— GOAL OF THE EXERCISE —
Among the records, which lines hold the word "rows"? Pick them out.

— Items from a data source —
____________________

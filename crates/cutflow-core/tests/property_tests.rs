//! # Property-Based Tests
//!
//! Invariants of mask composition, snapshots and cutflow arithmetic over
//! random event masks.

use cutflow_core::mask::count_true;
use cutflow_core::{
    CutflowAccumulator, EventBatch, INCLUSIVE_CATEGORY, Mask, REINDEX_SENTINEL, ROOT_STEP, Snapshot,
    StepGraph, Values, reindex,
};
use proptest::collection::vec;
use proptest::prelude::*;

/// Three independent masks over the same number of events.
fn three_masks() -> impl Strategy<Value = (Vec<bool>, Vec<bool>, Vec<bool>)> {
    (1usize..64).prop_flat_map(|n| {
        (
            vec(any::<bool>(), n),
            vec(any::<bool>(), n),
            vec(any::<bool>(), n),
        )
    })
}

fn implies(child: &[bool], parent: &[bool]) -> bool {
    child.iter().zip(parent).all(|(&c, &p)| !c || p)
}

/// root -> A -> B (categorized x/y) -> C (simple)
fn build_graph(a: &[bool], b: &[bool], c: &[bool]) -> StepGraph {
    let n = a.len();
    let mut graph = StepGraph::init(n);
    graph
        .declare_step("A", Mask::Simple(a.to_vec()), ROOT_STEP)
        .expect("A");
    let y: Vec<bool> = b.iter().map(|&x| !x).collect();
    graph
        .declare_step("B", Mask::categorized([("x", b.to_vec()), ("y", y)]), "A")
        .expect("B");
    graph
        .declare_step("C", Mask::Simple(c.to_vec()), "B")
        .expect("C");
    graph
}

// =============================================================================
// PROPERTY TESTS
// =============================================================================

proptest! {
    /// A child's cumulative mask implies its parent's, per category.
    #[test]
    fn child_implies_parent((a, b, c) in three_masks()) {
        let n = a.len();
        let graph = build_graph(&a, &b, &c);

        let root = graph.cumulative(ROOT_STEP).expect("root").inclusive(n);
        let step_a = graph.cumulative("A").expect("A").inclusive(n);
        prop_assert!(implies(&step_a, &root));

        for cat in ["x", "y"] {
            let in_b = graph.cumulative("B").expect("B").category(cat).expect("cat").to_vec();
            let in_c = graph.cumulative("C").expect("C").category(cat).expect("cat").to_vec();
            prop_assert!(implies(&in_b, &step_a));
            prop_assert!(implies(&in_c, &in_b));
        }
    }

    /// Counts never grow from parent to child.
    #[test]
    fn monotonic_shrinkage((a, b, c) in three_masks()) {
        let graph = build_graph(&a, &b, &c);
        for step in graph.steps() {
            let Some(parent) = graph.parent_of(step.label()).expect("parent") else {
                continue;
            };
            let parent_counts = parent.counts();
            for (category, count) in step.counts() {
                let reference = parent_counts
                    .iter()
                    .find(|(c, _)| *c == category)
                    .or_else(|| parent_counts.first())
                    .map(|(_, n)| *n)
                    .expect("parent count");
                prop_assert!(count <= reference);
            }
        }
    }

    /// Overlapping categories each respect their own shrinkage.
    #[test]
    fn overlapping_categories_shrink((a, b, c) in three_masks()) {
        let n = a.len();
        let mut graph = StepGraph::init(n);
        graph.declare_step("A", Mask::Simple(a.clone()), ROOT_STEP).expect("A");
        graph
            .declare_step("B", Mask::categorized([("p", b.clone()), ("q", c.clone())]), "A")
            .expect("B");

        let passing_a = count_true(&a);
        for (_, count) in graph.step("B").expect("B").counts() {
            prop_assert!(count <= passing_a);
        }
    }

    /// Capturing the same step twice yields identical snapshots.
    #[test]
    fn snapshot_idempotent((a, b, c) in three_masks()) {
        let n = a.len();
        let batch = EventBatch::new(n)
            .with_scalar("idx", Values::Int((0..n as i64).collect()))
            .expect("idx");
        let graph = build_graph(&a, &b, &c);

        let first = Snapshot::capture("s", &batch, &graph, "C", None).expect("first");
        let second = Snapshot::capture("s", &batch, &graph, "C", None).expect("second");
        prop_assert_eq!(&first, &second);
        prop_assert_eq!(first.checksum(), second.checksum());
        prop_assert_eq!(first.events().len(), first.rows().len());
    }

    /// With unit weights the weighted sum and sum of squares equal the raw count.
    #[test]
    fn unit_weights_match_raw((a, b, c) in three_masks()) {
        let graph = build_graph(&a, &b, &c);
        let mut acc = CutflowAccumulator::new();
        for step in graph.steps() {
            acc.record(step, None).expect("record");
        }
        for row in acc.finish().run().rows() {
            prop_assert_eq!(row.weighted, row.raw as f64);
            prop_assert_eq!(row.weighted_sq, row.raw as f64);
        }
    }

    /// Merging a cutflow with itself doubles every count.
    #[test]
    fn merge_doubles((a, b, c) in three_masks(), w in 0.1f64..5.0) {
        let n = a.len();
        let weights = vec![w; n];
        let graph = build_graph(&a, &b, &c);
        let mut acc = CutflowAccumulator::new();
        acc.record(graph.step("A").expect("A"), Some(weights.as_slice())).expect("A");
        let cutflow = acc.finish().run().clone();

        let mut merged = cutflow.clone();
        merged.merge(&cutflow);
        let single = cutflow.get("A", INCLUSIVE_CATEGORY).expect("single");
        let double = merged.get("A", INCLUSIVE_CATEGORY).expect("double");
        prop_assert_eq!(double.raw, 2 * single.raw);
        prop_assert!((double.weighted - 2.0 * single.weighted).abs() < 1e-9);
    }

    /// No surviving reference points past the kept objects.
    #[test]
    fn reindex_never_dangles(
        keep in vec(any::<bool>(), 0..16),
        refs in vec(-2i64..20, 0..32)
    ) {
        let kept = count_true(&keep) as i64;
        for (old, new) in refs.iter().zip(reindex(&refs, &keep)) {
            if new == REINDEX_SENTINEL {
                continue;
            }
            prop_assert!(new < kept);
            let old = usize::try_from(*old).expect("non-negative");
            prop_assert!(keep[old]);
        }
    }
}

____________________

— SOLUTION TO THIS PROBLEM —
        prop_assert_eq!(first.events().len(), first.rows().len());
        for row in acc.finish().run().rows() {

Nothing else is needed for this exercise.